## Work instructions
Up to and including the line containing "within one match.", set down each line of the entries below exactly, starting from the first, and leave out the rest.

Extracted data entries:
⁂
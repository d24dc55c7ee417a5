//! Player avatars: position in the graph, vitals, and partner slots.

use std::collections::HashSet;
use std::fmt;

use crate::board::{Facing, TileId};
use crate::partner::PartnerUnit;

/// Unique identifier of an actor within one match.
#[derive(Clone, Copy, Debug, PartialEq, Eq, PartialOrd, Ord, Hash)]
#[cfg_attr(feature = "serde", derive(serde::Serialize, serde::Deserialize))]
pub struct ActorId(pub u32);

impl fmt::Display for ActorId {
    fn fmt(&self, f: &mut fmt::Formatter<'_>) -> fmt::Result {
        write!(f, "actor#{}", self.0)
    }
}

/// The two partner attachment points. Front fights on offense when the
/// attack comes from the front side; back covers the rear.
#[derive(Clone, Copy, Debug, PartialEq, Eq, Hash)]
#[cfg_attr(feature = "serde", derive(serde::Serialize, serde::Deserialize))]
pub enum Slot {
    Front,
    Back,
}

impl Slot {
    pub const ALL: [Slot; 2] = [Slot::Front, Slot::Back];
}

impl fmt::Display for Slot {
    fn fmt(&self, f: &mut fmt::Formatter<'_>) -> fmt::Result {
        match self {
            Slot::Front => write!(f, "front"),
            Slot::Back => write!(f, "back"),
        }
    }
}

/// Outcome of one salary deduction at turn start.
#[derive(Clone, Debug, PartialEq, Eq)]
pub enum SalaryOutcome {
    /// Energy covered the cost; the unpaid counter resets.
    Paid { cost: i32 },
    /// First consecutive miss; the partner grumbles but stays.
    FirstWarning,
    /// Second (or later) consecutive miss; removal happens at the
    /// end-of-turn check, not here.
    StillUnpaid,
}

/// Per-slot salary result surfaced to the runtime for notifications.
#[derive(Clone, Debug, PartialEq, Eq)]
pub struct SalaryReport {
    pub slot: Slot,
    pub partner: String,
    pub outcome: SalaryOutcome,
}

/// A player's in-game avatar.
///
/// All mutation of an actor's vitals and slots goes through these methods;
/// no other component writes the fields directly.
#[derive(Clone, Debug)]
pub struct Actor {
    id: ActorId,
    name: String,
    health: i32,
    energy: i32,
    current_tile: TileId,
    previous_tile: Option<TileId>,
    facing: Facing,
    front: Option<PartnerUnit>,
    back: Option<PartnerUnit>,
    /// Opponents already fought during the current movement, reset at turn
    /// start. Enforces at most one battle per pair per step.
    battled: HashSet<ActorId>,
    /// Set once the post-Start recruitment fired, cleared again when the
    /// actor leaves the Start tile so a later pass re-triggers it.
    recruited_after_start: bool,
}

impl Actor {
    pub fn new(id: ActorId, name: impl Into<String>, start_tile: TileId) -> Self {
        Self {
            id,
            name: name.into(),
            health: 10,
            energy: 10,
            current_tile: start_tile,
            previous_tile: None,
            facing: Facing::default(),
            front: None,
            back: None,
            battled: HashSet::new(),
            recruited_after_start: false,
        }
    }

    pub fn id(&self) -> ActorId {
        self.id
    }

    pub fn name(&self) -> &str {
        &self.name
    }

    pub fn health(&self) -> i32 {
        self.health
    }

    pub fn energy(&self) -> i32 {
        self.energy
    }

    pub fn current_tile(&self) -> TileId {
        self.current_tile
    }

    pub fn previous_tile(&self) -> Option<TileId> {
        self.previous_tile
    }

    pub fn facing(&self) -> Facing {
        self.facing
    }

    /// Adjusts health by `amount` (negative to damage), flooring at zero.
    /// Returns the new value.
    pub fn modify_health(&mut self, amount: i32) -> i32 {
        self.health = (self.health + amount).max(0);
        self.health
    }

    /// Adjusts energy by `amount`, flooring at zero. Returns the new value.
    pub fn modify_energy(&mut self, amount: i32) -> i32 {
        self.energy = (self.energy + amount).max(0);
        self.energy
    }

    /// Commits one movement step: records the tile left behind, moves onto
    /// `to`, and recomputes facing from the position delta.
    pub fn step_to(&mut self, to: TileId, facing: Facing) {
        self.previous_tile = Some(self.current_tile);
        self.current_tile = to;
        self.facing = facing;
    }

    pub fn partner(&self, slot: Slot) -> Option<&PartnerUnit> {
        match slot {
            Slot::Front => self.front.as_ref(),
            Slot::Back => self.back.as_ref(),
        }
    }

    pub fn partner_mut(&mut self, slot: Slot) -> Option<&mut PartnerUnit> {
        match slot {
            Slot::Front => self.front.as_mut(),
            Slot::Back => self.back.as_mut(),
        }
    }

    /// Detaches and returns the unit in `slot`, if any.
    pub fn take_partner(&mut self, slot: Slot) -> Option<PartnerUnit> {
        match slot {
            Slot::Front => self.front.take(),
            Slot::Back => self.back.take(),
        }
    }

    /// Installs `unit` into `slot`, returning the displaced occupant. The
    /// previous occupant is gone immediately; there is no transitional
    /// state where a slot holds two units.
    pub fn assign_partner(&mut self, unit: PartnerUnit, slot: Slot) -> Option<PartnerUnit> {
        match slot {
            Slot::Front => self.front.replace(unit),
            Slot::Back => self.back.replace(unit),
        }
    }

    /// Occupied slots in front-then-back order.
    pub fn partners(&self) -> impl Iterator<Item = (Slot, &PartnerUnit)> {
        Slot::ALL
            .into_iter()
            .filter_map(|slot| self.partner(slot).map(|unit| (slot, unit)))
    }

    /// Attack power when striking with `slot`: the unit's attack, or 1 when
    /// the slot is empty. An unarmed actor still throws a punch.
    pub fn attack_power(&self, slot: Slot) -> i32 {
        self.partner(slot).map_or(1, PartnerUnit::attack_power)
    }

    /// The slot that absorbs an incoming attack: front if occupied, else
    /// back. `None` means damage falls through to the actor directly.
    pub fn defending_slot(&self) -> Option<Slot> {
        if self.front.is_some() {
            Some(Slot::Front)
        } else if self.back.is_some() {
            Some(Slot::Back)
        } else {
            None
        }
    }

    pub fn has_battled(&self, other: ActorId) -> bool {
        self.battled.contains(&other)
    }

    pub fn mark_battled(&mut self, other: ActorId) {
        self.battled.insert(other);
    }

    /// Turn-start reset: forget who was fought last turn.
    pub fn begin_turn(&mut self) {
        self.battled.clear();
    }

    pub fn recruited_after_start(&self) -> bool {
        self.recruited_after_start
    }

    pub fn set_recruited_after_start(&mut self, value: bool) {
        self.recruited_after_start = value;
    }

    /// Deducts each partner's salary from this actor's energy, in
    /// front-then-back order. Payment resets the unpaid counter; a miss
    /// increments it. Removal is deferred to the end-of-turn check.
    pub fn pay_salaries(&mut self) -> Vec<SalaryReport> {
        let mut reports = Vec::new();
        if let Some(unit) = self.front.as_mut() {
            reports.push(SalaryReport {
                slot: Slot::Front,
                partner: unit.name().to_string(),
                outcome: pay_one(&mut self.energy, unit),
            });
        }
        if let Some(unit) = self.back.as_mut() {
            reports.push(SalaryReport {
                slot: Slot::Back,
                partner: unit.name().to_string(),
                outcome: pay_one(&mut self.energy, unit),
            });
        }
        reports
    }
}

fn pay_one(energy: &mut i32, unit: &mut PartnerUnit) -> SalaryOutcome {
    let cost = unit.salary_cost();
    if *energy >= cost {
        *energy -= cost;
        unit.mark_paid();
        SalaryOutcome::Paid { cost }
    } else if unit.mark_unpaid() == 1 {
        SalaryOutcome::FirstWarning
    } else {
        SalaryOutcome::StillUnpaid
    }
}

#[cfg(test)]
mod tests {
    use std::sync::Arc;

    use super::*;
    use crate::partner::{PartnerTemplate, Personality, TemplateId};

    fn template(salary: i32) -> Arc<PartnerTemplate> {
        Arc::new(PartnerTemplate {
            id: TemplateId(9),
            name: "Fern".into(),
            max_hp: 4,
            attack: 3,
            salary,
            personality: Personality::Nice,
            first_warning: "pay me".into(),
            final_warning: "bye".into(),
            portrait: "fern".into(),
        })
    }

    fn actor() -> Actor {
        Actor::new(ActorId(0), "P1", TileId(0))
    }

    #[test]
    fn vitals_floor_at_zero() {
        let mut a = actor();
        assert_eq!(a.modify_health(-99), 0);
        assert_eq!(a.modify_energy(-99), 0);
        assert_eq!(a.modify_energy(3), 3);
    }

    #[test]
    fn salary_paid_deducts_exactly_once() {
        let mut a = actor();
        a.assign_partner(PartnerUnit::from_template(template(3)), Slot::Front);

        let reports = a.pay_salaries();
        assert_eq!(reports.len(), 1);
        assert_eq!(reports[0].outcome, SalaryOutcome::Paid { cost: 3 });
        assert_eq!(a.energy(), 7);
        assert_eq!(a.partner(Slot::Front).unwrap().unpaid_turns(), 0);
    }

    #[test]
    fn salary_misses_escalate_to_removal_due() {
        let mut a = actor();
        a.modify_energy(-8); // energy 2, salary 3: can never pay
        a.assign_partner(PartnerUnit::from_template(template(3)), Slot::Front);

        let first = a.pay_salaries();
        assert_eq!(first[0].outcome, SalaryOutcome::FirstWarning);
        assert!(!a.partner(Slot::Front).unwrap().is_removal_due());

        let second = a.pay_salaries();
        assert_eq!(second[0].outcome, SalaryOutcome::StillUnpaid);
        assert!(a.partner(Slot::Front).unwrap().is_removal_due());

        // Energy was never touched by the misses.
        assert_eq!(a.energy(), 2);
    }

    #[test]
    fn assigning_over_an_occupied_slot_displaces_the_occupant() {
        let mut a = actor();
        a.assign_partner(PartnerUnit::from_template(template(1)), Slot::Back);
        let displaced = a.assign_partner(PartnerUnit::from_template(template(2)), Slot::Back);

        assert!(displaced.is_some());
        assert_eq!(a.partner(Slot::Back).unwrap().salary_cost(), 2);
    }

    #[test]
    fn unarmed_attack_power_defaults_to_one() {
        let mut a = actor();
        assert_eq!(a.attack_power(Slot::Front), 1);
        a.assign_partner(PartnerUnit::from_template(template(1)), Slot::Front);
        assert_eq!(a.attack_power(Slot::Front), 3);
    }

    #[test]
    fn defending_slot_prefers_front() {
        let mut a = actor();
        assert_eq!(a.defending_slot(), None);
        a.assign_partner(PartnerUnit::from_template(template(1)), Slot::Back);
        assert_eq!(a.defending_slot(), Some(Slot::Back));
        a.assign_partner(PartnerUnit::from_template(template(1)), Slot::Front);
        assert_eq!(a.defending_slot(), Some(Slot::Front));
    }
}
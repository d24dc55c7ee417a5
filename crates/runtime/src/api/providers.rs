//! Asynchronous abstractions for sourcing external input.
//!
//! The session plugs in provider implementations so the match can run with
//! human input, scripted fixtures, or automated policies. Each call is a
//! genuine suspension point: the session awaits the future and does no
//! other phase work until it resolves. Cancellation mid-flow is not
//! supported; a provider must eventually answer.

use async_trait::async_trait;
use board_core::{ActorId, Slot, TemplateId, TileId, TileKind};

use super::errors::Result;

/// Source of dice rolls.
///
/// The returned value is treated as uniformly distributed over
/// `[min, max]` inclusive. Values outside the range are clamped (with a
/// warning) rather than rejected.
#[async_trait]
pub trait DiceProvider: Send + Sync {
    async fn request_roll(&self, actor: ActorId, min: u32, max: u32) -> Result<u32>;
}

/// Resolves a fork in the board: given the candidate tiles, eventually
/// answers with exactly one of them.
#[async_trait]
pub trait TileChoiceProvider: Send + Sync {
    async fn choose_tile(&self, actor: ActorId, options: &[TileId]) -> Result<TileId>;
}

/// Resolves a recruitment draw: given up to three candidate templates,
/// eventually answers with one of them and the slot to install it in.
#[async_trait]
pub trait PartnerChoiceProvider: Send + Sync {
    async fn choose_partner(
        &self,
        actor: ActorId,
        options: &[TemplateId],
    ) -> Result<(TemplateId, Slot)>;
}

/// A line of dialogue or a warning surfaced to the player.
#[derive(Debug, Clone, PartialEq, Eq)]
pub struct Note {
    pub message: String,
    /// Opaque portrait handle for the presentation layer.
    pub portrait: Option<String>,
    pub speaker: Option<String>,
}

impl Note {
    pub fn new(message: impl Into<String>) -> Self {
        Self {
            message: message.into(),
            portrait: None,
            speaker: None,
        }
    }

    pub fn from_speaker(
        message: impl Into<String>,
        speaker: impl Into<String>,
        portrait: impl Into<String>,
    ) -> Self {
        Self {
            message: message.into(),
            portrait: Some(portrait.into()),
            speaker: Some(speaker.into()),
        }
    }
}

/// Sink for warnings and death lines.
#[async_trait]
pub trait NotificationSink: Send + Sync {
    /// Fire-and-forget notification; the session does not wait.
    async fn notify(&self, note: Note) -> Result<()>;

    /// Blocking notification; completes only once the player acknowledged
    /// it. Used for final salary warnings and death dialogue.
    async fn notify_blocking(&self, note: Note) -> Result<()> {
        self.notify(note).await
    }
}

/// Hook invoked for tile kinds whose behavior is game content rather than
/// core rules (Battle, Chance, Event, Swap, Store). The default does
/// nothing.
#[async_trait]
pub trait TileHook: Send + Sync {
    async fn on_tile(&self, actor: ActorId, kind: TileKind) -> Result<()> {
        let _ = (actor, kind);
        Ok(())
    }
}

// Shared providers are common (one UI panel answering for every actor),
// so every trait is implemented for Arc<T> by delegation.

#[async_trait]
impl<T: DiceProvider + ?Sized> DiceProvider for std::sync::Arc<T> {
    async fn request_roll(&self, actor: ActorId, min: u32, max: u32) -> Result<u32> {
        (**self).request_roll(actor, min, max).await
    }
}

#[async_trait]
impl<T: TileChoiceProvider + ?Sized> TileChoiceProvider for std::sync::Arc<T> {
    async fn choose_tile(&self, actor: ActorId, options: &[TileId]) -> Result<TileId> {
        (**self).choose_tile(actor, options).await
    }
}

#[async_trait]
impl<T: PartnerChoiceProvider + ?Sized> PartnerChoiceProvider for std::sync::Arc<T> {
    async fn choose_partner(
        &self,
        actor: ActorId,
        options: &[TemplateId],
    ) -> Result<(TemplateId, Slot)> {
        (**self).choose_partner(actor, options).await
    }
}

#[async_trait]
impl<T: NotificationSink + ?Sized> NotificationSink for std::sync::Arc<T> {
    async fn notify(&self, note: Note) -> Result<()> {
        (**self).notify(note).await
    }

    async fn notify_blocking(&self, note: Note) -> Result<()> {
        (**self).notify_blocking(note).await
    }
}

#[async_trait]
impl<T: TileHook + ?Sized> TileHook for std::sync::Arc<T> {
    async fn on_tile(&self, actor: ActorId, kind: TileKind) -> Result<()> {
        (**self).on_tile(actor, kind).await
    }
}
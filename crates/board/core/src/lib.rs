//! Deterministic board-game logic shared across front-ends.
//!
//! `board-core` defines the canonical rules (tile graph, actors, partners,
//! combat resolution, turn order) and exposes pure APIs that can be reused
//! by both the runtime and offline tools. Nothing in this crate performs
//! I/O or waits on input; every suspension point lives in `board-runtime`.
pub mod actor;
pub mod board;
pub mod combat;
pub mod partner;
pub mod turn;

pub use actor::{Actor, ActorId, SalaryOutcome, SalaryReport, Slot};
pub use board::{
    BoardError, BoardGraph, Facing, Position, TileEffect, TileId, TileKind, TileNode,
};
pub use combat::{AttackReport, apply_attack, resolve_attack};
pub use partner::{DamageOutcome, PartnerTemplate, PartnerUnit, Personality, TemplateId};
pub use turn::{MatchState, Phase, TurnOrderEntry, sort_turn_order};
⁂
## Task solution
repository d24dc55c7ee417a5
//! Player avatars: position in the graph, vitals, and partner slots.

use std::collections::HashSet;
use std::fmt;

use crate::board::{Facing, TileId};
use crate::partner::PartnerUnit;

/// Unique identifier of an actor within one match.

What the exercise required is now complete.